§ Given information
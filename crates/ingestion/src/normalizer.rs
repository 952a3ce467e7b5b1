//! Normalization of raw API listing items into canonical video records
//!
//! Normalization is pure and total: a malformed item yields a
//! best-effort record instead of an error, so one bad item never aborts
//! a page.

use chrono::{DateTime, Utc};
use serde::{Deserialize, Serialize};
use serde_json::Value;
use std::collections::HashMap;

/// Thumbnail variants in preference order, highest resolution first
const THUMBNAIL_PREFERENCE: [&str; 5] = ["maxres", "standard", "high", "medium", "default"];

/// Canonical video record as persisted in the `videos` table
#[derive(Debug, Clone, PartialEq, Serialize, Deserialize)]
#[serde(rename_all = "camelCase")]
pub struct VideoRecord {
    /// External video ID, the natural key for upsert
    pub video_id: String,
    pub title: String,
    pub thumbnail: Option<String>,
    /// Owning channel's external ID
    pub channel_id: String,
    /// Channel display name, denormalized at ingestion time
    pub channel_name: String,
    pub views: i64,
    pub uploaded_at: Option<DateTime<Utc>>,
    pub description: Option<String>,
}

/// Reduced projection of a video row for the browse surface
#[derive(Debug, Clone, Serialize)]
#[serde(rename_all = "camelCase")]
pub struct VideoSummary {
    pub video_id: String,
    pub title: String,
    pub thumbnail: Option<String>,
    pub channel_name: Option<String>,
    pub views: i64,
}

/// Extract a string field from a JSON value
pub(crate) fn extract_string(value: &Value, key: &str) -> Option<String> {
    value.get(key).and_then(|v| v.as_str()).map(String::from)
}

/// Pick the best available thumbnail from a `thumbnails` object,
/// walking the fixed preference ladder.
fn pick_thumbnail(snippet: &Value) -> Option<String> {
    let thumbnails = snippet.get("thumbnails")?;
    THUMBNAIL_PREFERENCE
        .iter()
        .find_map(|variant| thumbnails.get(variant).and_then(|t| extract_string(t, "url")))
}

/// Parse a view count that the API returns as a decimal string.
/// Defaults to 0 on any parse failure.
fn parse_views(stats_item: &Value) -> i64 {
    stats_item
        .get("statistics")
        .and_then(|s| s.get("viewCount"))
        .and_then(|v| match v {
            Value::String(s) => s.parse::<i64>().ok(),
            Value::Number(n) => n.as_i64(),
            _ => None,
        })
        .filter(|views| *views >= 0)
        .unwrap_or(0)
}

/// Normalize one raw playlist item plus its statistics entry into a
/// [`VideoRecord`].
///
/// `stats_lookup` is keyed by video ID and holds the matching item of
/// the batched statistics response for the page. Missing or malformed
/// fields degrade to defaults; this function performs no I/O and never
/// fails.
pub fn normalize(
    raw_item: &Value,
    stats_lookup: &HashMap<String, Value>,
    channel_id: &str,
    channel_title: &str,
) -> VideoRecord {
    let snippet = raw_item.get("snippet").cloned().unwrap_or(Value::Null);

    // Playlist items carry the video ID under snippet.resourceId;
    // a bare video item carries it as a top-level id string.
    let video_id = snippet
        .get("resourceId")
        .and_then(|r| extract_string(r, "videoId"))
        .or_else(|| extract_string(raw_item, "id"))
        .unwrap_or_default();

    let stats_item = stats_lookup.get(&video_id);

    let views = stats_item.map(parse_views).unwrap_or(0);

    let description = stats_item
        .and_then(|item| item.get("snippet"))
        .and_then(|s| extract_string(s, "description"))
        .or_else(|| extract_string(&snippet, "description"))
        .filter(|d| !d.is_empty());

    let uploaded_at = extract_string(&snippet, "publishedAt")
        .and_then(|s| DateTime::parse_from_rfc3339(&s).ok())
        .map(|dt| dt.with_timezone(&Utc));

    VideoRecord {
        video_id,
        title: extract_string(&snippet, "title").unwrap_or_default(),
        thumbnail: pick_thumbnail(&snippet),
        channel_id: channel_id.to_string(),
        channel_name: channel_title.to_string(),
        views,
        uploaded_at,
        description,
    }
}
// Application layer - use cases and orchestration on top of the domain
// ledger and the repository.

pub mod error;
pub mod reporting;
pub mod service;

pub use error::*;
pub use reporting::*;
pub use service::*;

§ Task prompt
For the word "ingestion", go through the records and show each line that carries it.

§ Answer section
filename crates/ingestion/src/normalizer.rs
    /// Channel display name, denormalized at ingestion time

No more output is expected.